When she announced her intention to marry Robert Strahorn, family and friends voiced concern. Strahorn, a “tramp reporter” who had left school at the age of ten, was fresh from covering the Sioux wars. He had recently come to the attention of the Union Pacific Railroad for a book he had written on the resources of the Wyoming and Dakota Territory. President Jay Gould had asked Strahorn to head up a literary bureau for the railroad that would gather information and prepare guidebooks for prospective settlers along the UP tracks. It was a job that would require endless travel in unexplored places.

Carrie Adell Green vowed as a young girl that she would “never be a pioneer.”

“The multitude of friends thought it no less than a calamity in 1877 that a girl should choose as a life partner one who would carry her out into that mysterious and unsettled country,” Adell Strahorn wrote in the preface to her book.

At the bride’s request, the word “obey” was left out of the wedding ceremony; they were going to Wyoming, where there was Women’s Suffrage. Railroad officials at first balked when Strahorn asked that his wife be allowed to accompany him on all his journeys, arguing that it was not a life suitable for a young lady. When he refused to take the job under any other condition, the railroad gave in.

“The matrimonial venture did not lead me to the duties of a matron with home, children, and windows full of flowers, but our launch was pushed into the sea of adventure paralleled by none save that of my own Pard, whom I followed for thirty years wheresoe’er he blazed the trail.”Cheyenne, where they were to set up a permanent base, was a stark contrast to the verdant hills of Illinois: “a forlorn, homesick looking town . . . without a spear of grass, without a tree within the scope of the eye, without water except as it was plumbed for household use, with a soil sandy, hard, and barren and with never ceasing wind.”

Their adventures began immediately, and within weeks the couple was sent on a foray to the Rocky Mountains. Adell’s description of her first trip to Denver was typical of the humor and determination with which she faced hardship and danger. Circumstances often forced the couple to travel separately, and, in this case, Pard had gone ahead to Salt Lake City after having spent the Christmas holidays with Adell’s family in December of ‘77. Several days later, Adell set out from Chicago to meet him in Denver. A blizzard raged outside, and she was the only woman on a train composed of cars that were “miserable shells because the good cars were stalled in snowdrifts.” She had to change trains four times, once for a train wreck that forced her and other passengers to wade around in ankle-deep mud and slush. At the rough frontier town of Ogallala, Nebraska, floods delayed the train for forty-eight hours.

“The town swarmed with cowboys and renegade gangs of bandits who laid a plot to hold up our train at a station just west of Ogallala.” To Adell’s relief, the sheriff received wind of the plot and arrested the bandits before they could stop the train.

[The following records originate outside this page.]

//! Centralized environment variable names and helpers for FundFlow.
//!
//! Keeps configuration naming consistent across binaries and crates; every
//! config struct's `from_env()` reads through these constants rather than
//! scattering string literals.

// =============================================================================
// Environment Variable Name Constants
// =============================================================================

/// Path to the SQLite database backing the scrape/review/dead-letter queues.
pub const FUNDFLOW_QUEUE_DB_PATH: &str = "FUNDFLOW_QUEUE_DB_PATH";
/// Scrape worker pool size (default: 4).
pub const FUNDFLOW_SCRAPE_WORKERS: &str = "FUNDFLOW_SCRAPE_WORKERS";
/// Per-tier router queue capacity (default: 256).
pub const FUNDFLOW_ROUTER_CAPACITY: &str = "FUNDFLOW_ROUTER_CAPACITY";
/// Classifier enrichment threshold in [0,1] (default: 0.5).
pub const FUNDFLOW_ENRICHMENT_THRESHOLD: &str = "FUNDFLOW_ENRICHMENT_THRESHOLD";
/// Classifier enrichment timeout in seconds (default: 600).
pub const FUNDFLOW_ENRICHMENT_TIMEOUT_SECS: &str = "FUNDFLOW_ENRICHMENT_TIMEOUT_SECS";
/// Hard duplicate threshold (default: 0.90).
pub const FUNDFLOW_DEDUP_HARD_THRESHOLD: &str = "FUNDFLOW_DEDUP_HARD_THRESHOLD";
/// Likely-duplicate floor (default: 0.75).
pub const FUNDFLOW_DEDUP_LIKELY_FLOOR: &str = "FUNDFLOW_DEDUP_LIKELY_FLOOR";
/// Validator auto-approve threshold (default: 0.85).
pub const FUNDFLOW_AUTO_APPROVE: &str = "FUNDFLOW_AUTO_APPROVE";
/// Validator review floor (default: 0.65).
pub const FUNDFLOW_REVIEW_FLOOR: &str = "FUNDFLOW_REVIEW_FLOOR";
/// Circuit breaker cool-down in seconds (default: 60).
pub const FUNDFLOW_BREAKER_COOL_DOWN_SECS: &str = "FUNDFLOW_BREAKER_COOL_DOWN_SECS";
/// Operator control endpoint bind address (default: 127.0.0.1:8920).
pub const FUNDFLOW_ADMIN_ADDR: &str = "FUNDFLOW_ADMIN_ADDR";
/// User agent for outbound HTTP fetches.
pub const FUNDFLOW_USER_AGENT: &str = "FUNDFLOW_USER_AGENT";

// =============================================================================
// Typed helpers
// =============================================================================

/// Reads an environment variable as a string, returning `None` if unset.
#[must_use]
pub fn env_string(name: &str) -> Option<String> {
    std::env::var(name).ok()
}

/// Reads an environment variable as a string, returning `default` if unset.
#[must_use]
pub fn env_string_or_default(name: &str, default: &str) -> String {
    std::env::var(name).unwrap_or_else(|_| default.to_string())
}

/// Reads an environment variable as a `usize`, returning `default` if unset or invalid.
#[must_use]
pub fn env_usize_or_default(name: &str, default: usize) -> usize {
    std::env::var(name)
        .ok()
        .and_then(|v| v.parse().ok())
        .unwrap_or(default)
}

/// Reads an environment variable as a `u64`, returning `default` if unset or invalid.
#[must_use]
pub fn env_u64_or_default(name: &str, default: u64) -> u64 {
    std::env::var(name)
        .ok()
        .and_then(|v| v.parse().ok())
        .unwrap_or(default)
}

/// Reads an environment variable as an `f64`, returning `default` if unset,
/// invalid, or non-finite.
#[must_use]
pub fn env_f64_or_default(name: &str, default: f64) -> f64 {
    std::env::var(name)
        .ok()
        .and_then(|v| v.parse::<f64>().ok())
        .filter(|v| v.is_finite())
        .unwrap_or(default)
}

Living at the edge of the frontier was not a predictable, comfortable life, but the Strahorns were eminently compatible. While Pard wrote guidebooks filled with economic projections, mining statistics, and tillable acres, Adell kept a different kind of journal.

“The manuscript from my own pen flowed more in a humorous vein, showing a search for romantic history, social status, pastimes, and conditions of the people already in the new land, weaving together the ludicrous and amusing episodes, and describing the grandeur of the scenery.” >>>



Hailey Main Street
Photo: Courtesy The Community Library

People continued to remind her that the remote West was not a place for a lady, but Adell ignored them. Inspecting mine tunnels, canoeing down rapids, sleeping on mattresses stuffed with oat grass: nothing seemed to faze her.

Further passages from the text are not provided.